__What the task asks__:
Using the data below, copy out all lines with the word "again".

__Collected data entries__:
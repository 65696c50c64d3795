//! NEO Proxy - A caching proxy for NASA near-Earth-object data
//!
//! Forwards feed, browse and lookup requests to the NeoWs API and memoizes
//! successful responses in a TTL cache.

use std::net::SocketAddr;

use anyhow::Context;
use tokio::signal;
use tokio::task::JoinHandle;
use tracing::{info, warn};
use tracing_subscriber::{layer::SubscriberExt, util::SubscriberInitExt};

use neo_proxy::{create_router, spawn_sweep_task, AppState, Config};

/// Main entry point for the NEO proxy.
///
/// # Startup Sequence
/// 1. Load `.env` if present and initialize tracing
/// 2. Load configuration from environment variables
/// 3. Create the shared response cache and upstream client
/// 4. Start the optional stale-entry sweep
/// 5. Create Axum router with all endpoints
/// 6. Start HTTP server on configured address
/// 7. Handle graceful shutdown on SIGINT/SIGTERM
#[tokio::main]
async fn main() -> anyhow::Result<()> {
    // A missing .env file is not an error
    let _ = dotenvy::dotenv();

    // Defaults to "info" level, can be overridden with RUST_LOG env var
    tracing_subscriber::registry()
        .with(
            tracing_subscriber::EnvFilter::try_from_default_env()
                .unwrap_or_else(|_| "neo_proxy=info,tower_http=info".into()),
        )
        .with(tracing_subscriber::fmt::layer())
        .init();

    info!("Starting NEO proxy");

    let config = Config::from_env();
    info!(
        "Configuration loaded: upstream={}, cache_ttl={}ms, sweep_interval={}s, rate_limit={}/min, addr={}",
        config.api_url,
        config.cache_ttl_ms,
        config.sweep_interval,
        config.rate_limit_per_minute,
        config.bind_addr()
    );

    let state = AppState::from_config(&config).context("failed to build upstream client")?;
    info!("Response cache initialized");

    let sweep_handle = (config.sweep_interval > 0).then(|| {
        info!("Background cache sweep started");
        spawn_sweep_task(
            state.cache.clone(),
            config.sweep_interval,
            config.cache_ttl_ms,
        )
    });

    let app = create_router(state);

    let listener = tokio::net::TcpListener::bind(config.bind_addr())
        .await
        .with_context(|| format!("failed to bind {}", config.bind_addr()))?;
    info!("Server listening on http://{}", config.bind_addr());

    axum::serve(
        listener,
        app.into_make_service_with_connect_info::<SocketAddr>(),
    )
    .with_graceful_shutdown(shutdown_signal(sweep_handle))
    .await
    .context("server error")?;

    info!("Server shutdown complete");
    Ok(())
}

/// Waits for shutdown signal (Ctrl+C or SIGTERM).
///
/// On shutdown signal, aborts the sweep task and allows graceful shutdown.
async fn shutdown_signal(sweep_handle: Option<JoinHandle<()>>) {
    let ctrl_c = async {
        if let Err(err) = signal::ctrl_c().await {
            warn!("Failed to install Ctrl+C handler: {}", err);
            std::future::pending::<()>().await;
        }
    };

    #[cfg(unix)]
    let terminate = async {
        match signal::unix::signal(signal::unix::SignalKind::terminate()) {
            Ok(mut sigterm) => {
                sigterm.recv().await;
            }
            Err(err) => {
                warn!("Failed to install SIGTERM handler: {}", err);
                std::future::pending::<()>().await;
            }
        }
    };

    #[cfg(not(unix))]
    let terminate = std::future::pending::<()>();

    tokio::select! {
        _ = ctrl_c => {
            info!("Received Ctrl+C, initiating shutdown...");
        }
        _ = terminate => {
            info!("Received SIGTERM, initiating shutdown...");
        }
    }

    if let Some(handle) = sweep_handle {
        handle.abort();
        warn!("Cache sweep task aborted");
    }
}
---
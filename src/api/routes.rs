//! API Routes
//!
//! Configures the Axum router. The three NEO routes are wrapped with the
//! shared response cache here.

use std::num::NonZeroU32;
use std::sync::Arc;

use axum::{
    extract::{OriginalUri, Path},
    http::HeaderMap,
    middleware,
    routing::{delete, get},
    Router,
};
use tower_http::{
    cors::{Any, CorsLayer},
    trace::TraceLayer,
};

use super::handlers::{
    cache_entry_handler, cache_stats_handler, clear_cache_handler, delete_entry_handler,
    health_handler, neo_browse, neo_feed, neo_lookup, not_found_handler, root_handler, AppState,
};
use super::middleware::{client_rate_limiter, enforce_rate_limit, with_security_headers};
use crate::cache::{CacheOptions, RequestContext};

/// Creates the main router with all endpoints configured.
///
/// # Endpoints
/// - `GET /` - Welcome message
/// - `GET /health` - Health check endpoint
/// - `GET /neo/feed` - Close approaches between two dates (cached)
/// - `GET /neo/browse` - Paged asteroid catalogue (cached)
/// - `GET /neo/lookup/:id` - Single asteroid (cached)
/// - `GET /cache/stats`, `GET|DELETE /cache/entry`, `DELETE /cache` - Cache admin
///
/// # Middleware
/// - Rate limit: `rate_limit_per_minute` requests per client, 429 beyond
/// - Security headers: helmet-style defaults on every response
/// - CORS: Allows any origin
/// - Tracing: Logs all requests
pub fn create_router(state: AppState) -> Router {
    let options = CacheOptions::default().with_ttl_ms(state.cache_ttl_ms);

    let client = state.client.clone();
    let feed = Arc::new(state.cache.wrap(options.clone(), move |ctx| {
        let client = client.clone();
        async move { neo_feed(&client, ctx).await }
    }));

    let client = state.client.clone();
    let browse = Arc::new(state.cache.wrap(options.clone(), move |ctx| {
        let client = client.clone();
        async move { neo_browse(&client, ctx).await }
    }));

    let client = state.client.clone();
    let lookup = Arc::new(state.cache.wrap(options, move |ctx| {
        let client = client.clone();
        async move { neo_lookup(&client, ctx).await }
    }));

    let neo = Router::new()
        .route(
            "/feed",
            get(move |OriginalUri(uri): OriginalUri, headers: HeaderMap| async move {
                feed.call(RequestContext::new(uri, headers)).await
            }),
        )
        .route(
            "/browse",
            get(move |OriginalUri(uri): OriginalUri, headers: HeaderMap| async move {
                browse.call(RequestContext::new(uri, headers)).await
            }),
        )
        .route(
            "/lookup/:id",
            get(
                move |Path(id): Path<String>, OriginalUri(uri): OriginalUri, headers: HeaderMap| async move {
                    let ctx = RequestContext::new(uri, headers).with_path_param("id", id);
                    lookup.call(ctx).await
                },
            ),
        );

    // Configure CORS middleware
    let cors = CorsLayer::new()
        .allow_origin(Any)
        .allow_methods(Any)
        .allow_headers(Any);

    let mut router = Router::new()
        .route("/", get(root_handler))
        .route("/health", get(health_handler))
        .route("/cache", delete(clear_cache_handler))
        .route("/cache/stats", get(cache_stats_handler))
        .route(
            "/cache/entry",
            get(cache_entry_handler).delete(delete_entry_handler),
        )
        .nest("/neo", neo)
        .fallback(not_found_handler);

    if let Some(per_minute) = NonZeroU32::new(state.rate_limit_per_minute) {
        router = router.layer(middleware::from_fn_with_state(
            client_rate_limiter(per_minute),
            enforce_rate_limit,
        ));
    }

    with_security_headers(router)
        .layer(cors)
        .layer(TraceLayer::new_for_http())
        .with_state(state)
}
==
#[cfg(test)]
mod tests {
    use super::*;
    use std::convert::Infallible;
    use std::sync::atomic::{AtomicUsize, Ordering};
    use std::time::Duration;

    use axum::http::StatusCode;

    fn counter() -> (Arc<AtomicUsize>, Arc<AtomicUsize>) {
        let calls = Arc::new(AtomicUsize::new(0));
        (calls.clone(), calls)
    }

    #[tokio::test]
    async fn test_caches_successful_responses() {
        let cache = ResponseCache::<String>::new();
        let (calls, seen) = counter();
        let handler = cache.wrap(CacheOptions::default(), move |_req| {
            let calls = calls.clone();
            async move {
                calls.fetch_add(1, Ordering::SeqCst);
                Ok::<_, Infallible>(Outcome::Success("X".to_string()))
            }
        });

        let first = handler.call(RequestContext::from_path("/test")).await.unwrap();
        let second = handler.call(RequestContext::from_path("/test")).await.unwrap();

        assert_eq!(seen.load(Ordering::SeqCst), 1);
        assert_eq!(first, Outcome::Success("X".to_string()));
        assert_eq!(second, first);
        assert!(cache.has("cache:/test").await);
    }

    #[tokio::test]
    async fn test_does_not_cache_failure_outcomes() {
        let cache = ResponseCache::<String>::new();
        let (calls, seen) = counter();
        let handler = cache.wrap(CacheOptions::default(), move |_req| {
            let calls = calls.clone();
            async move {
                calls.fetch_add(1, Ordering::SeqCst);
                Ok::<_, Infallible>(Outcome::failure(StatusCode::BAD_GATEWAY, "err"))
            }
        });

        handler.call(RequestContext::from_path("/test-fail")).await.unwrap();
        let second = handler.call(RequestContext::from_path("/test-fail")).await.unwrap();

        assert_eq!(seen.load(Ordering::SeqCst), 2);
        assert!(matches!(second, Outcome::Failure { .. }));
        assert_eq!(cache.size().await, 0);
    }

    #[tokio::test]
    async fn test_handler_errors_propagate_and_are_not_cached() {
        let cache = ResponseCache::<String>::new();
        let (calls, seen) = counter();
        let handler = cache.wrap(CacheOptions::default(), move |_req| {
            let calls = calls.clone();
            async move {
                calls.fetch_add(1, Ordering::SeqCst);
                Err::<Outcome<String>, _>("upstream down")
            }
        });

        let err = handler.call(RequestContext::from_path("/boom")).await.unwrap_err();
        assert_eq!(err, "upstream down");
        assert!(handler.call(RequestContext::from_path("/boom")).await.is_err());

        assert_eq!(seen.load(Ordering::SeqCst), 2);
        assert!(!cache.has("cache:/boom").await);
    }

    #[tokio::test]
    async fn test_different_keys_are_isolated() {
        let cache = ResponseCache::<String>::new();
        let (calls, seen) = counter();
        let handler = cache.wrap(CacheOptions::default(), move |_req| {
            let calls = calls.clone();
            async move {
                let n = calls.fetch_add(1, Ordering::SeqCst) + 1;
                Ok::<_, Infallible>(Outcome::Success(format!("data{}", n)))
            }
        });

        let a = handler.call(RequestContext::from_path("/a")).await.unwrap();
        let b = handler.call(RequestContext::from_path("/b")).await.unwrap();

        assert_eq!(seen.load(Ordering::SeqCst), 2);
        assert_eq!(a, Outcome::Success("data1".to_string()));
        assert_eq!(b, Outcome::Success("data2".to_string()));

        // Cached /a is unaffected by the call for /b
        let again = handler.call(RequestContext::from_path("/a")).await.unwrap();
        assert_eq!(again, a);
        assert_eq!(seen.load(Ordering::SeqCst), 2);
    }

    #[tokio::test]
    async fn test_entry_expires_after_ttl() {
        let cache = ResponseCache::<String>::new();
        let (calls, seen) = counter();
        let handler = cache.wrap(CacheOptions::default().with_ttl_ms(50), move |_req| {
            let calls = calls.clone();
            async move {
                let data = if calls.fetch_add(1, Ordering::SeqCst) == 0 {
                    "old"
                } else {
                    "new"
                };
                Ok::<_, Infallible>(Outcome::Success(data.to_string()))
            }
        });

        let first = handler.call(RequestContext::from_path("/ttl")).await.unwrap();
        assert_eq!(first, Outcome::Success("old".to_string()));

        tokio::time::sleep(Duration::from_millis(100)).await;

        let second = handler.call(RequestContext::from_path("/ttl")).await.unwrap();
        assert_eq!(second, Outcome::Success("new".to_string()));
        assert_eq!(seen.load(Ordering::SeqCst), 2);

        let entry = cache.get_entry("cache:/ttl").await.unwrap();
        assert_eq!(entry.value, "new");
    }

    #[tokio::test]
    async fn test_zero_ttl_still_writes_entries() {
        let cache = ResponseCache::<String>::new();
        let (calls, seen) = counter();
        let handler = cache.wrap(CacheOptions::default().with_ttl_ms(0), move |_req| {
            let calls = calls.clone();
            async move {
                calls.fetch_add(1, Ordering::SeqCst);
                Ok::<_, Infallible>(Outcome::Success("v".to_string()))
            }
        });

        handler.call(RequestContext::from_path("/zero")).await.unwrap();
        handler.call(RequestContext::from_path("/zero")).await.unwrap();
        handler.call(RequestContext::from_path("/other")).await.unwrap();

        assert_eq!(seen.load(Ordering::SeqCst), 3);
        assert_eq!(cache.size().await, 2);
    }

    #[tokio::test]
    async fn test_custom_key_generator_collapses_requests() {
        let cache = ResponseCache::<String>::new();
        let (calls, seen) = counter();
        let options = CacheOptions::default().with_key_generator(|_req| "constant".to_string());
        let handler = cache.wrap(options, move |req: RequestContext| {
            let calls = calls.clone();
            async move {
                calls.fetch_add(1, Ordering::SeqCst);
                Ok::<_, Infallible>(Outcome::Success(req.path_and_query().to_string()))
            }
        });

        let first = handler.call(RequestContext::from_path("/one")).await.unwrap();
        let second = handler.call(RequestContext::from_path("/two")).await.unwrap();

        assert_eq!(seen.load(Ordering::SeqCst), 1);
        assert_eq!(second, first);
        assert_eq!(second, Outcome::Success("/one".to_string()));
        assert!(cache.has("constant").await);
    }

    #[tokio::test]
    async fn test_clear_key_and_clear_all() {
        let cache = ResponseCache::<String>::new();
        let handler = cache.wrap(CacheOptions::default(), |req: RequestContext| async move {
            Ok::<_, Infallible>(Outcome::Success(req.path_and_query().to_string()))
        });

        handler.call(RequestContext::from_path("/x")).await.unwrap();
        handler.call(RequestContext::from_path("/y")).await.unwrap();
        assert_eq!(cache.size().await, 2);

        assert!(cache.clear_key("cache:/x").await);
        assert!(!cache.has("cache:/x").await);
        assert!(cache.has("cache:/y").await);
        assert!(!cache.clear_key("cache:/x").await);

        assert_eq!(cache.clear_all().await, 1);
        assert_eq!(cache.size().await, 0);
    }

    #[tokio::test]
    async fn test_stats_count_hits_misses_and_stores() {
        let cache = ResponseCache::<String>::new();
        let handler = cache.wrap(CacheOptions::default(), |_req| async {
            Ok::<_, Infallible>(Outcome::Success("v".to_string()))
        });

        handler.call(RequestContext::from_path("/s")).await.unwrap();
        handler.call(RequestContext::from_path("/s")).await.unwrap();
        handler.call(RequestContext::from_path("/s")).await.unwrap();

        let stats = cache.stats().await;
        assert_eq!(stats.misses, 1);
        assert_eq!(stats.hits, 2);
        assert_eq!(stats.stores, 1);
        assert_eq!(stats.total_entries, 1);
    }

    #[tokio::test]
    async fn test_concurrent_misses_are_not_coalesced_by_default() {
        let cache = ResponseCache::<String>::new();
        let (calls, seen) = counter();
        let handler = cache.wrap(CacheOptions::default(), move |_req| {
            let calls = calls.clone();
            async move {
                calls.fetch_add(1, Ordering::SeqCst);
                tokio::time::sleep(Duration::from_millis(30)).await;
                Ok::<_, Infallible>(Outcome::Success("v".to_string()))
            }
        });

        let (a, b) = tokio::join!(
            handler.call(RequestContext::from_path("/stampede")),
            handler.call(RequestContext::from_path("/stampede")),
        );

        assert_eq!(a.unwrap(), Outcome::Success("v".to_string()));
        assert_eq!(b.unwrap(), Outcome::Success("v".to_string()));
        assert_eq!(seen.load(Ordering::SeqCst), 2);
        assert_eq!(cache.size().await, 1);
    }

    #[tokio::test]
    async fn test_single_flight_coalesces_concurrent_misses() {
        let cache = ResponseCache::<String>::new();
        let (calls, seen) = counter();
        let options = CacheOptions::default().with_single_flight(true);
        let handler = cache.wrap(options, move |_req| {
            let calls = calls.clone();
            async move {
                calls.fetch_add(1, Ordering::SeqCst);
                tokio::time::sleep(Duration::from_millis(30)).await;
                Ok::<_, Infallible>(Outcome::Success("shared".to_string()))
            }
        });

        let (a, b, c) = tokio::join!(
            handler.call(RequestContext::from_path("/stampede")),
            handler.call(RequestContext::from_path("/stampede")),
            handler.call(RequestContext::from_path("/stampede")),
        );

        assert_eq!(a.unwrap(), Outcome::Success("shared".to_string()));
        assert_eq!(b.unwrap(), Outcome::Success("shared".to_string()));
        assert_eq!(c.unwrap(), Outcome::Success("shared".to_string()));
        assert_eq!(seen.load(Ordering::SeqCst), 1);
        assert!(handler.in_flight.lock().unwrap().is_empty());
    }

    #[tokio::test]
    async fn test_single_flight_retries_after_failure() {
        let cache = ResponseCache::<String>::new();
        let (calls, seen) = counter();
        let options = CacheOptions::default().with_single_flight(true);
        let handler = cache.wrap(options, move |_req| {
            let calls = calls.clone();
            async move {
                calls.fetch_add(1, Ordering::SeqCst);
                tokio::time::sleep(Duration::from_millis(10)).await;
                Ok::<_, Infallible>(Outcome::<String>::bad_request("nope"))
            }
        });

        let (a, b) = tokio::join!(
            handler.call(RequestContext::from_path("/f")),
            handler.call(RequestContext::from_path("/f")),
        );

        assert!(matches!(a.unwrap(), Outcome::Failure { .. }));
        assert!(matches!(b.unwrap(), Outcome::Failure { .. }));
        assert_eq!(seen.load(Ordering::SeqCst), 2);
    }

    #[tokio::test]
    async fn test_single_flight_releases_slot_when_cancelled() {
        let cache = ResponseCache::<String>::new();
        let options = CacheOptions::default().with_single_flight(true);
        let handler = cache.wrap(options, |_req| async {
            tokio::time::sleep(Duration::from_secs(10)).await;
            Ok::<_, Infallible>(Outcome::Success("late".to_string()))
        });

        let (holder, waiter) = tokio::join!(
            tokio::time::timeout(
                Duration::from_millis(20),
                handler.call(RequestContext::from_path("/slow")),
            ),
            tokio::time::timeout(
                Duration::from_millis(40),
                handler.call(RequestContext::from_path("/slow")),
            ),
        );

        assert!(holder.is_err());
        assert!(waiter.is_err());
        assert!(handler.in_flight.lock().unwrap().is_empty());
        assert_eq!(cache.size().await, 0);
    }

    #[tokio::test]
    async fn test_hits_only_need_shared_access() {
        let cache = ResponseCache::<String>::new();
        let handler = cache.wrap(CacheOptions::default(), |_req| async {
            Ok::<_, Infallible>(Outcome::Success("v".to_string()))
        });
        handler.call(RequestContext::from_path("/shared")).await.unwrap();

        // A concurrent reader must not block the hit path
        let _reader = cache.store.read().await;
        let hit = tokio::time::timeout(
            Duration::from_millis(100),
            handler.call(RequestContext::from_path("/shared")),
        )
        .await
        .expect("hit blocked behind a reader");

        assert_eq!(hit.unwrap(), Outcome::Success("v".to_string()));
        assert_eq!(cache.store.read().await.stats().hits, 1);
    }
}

__Result of the task__:
        let again = handler.call(RequestContext::from_path("/a")).await.unwrap();
        assert_eq!(again, a);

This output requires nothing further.